I made peanut butter blossom cookies for SwampMan today, something that I absolutely cannot eat. But I absolutely love them. They were sitting in the kitchen on a plate, all warm and peanut buttery smelling. The Hershey kiss on top was soft and delicious looking. Must. Resist.
Some of you that know me know that my resistance to Things That Are Bad For Me is a little, well, uh, underexercised. Yeah. That’s it. Take, for example, my job. I barely cover my expenses with my salary, but let myself get guilted into continuing to do it. I could earn more money, which I badly need, by doing just about anything else. Like what? Well, I think I would earn more money spraying for roaches for a pest control company. I hate them things. It would be pretty satisfying to go home at night knowing that because of me, somebody will not have a roachburger at the local fast food restaurant. Maybe I should look into that. But no doubt my employers would try to talk me out of it by telling me how sad it would be for the children who would, no doubt, in reality be ecstatic at my departure. It is just that my employers would have a hard time getting some other sucker in there for that low a salary.

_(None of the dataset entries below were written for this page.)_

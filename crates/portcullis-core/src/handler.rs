//! The handler contract.
//!
//! Middleware and terminal handlers share one shape: they receive the
//! request's [`RequestContext`] and report whether the chain may go on.
//! Plain functions and closures with the signature
//! `Fn(&mut RequestContext) -> Outcome` implement [`Handler`] directly.

use std::fmt;
use std::sync::Arc;

use crate::RequestContext;

/// Whether the pipeline continues after a step.
#[derive(Debug, Clone, Copy, PartialEq, Eq, Hash)]
#[must_use]
pub enum Outcome {
    /// Run the next step.
    Continue,
    /// Skip every remaining step, including the terminal handler.
    Halt,
}

impl Outcome {
    /// Returns true for [`Outcome::Halt`].
    #[must_use]
    pub const fn is_halt(self) -> bool {
        matches!(self, Self::Halt)
    }

    /// Returns true for [`Outcome::Continue`].
    #[must_use]
    pub const fn is_continue(self) -> bool {
        matches!(self, Self::Continue)
    }
}

/// A middleware step or terminal handler.
///
/// Handlers run synchronously on the request's worker and may block.
/// Their only observable effects go through the context.
///
/// # Example
///
/// ```
/// use portcullis_core::{fixtures, Handler, Outcome, RequestContext};
/// use http::{Method, StatusCode};
///
/// fn home(ctx: &mut RequestContext) -> Outcome {
///     ctx.text(StatusCode::OK, "welcome")
/// }
///
/// let mut ctx = fixtures::context(Method::GET, "/");
/// assert!(home.handle(&mut ctx).is_halt());
/// assert!(ctx.is_finished());
/// ```
pub trait Handler: Send + Sync + 'static {
    /// Processes the request.
    fn handle(&self, ctx: &mut RequestContext) -> Outcome;

    /// Name used in logs.
    fn name(&self) -> &str {
        std::any::type_name::<Self>()
    }
}

impl<F> Handler for F
where
    F: Fn(&mut RequestContext) -> Outcome + Send + Sync + 'static,
{
    fn handle(&self, ctx: &mut RequestContext) -> Outcome {
        self(ctx)
    }
}

/// A shared, type-erased handler.
///
/// Cloning is cheap; the same gate can be attached to many routes.
#[derive(Clone)]
pub struct BoxedHandler {
    inner: Arc<dyn Handler>,
    name: Option<Arc<str>>,
}

impl BoxedHandler {
    /// Erases a handler.
    pub fn new<H: Handler>(handler: H) -> Self {
        Self {
            inner: Arc::new(handler),
            name: None,
        }
    }

    /// Erases a handler under an explicit log name.
    pub fn named<H: Handler>(name: impl Into<Arc<str>>, handler: H) -> Self {
        Self {
            inner: Arc::new(handler),
            name: Some(name.into()),
        }
    }
}

impl Handler for BoxedHandler {
    fn handle(&self, ctx: &mut RequestContext) -> Outcome {
        self.inner.handle(ctx)
    }

    fn name(&self) -> &str {
        self.name.as_deref().unwrap_or_else(|| self.inner.name())
    }
}

impl fmt::Debug for BoxedHandler {
    fn fmt(&self, f: &mut fmt::Formatter<'_>) -> fmt::Result {
        f.debug_tuple("BoxedHandler").field(&self.name()).finish()
    }
}

/// Builds a `Vec<BoxedHandler>` from handlers of mixed types.
///
/// ```
/// use portcullis_core::{chain, Outcome, RequestContext};
///
/// fn check(_: &mut RequestContext) -> Outcome { Outcome::Continue }
/// fn view(_: &mut RequestContext) -> Outcome { Outcome::Halt }
///
/// let handlers = chain![check, view];
/// assert_eq!(handlers.len(), 2);
/// ```
#[macro_export]
macro_rules! chain {
    ($($handler:expr),* $(,)?) => {
        vec![$($crate::BoxedHandler::new($handler)),*]
    };
}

If I can’t even walk out on a job that is bad for me (and giving me frowny wrinkles), what sort of resistance am I likely to put up to warm, delicious cookies that will give me severe intestinal problems after they’re ingested? Except maybe this time they won’t. Maybe I’m cured. Maybe that whole gluten intolerance stuff has gone away. Maybe just three cookies won’t hurt……
I’m supposed to be cooking and wrapping and cleaning today. Too bad that I’m sitting in front of the computer, tapping on the keys and periodically doubling over in pain, hoping that I’ll be back to “normal” in a few hours.
Maybe the dressing and gravy on Christmas day won’t affect me. Maybe it’s just the cookies…..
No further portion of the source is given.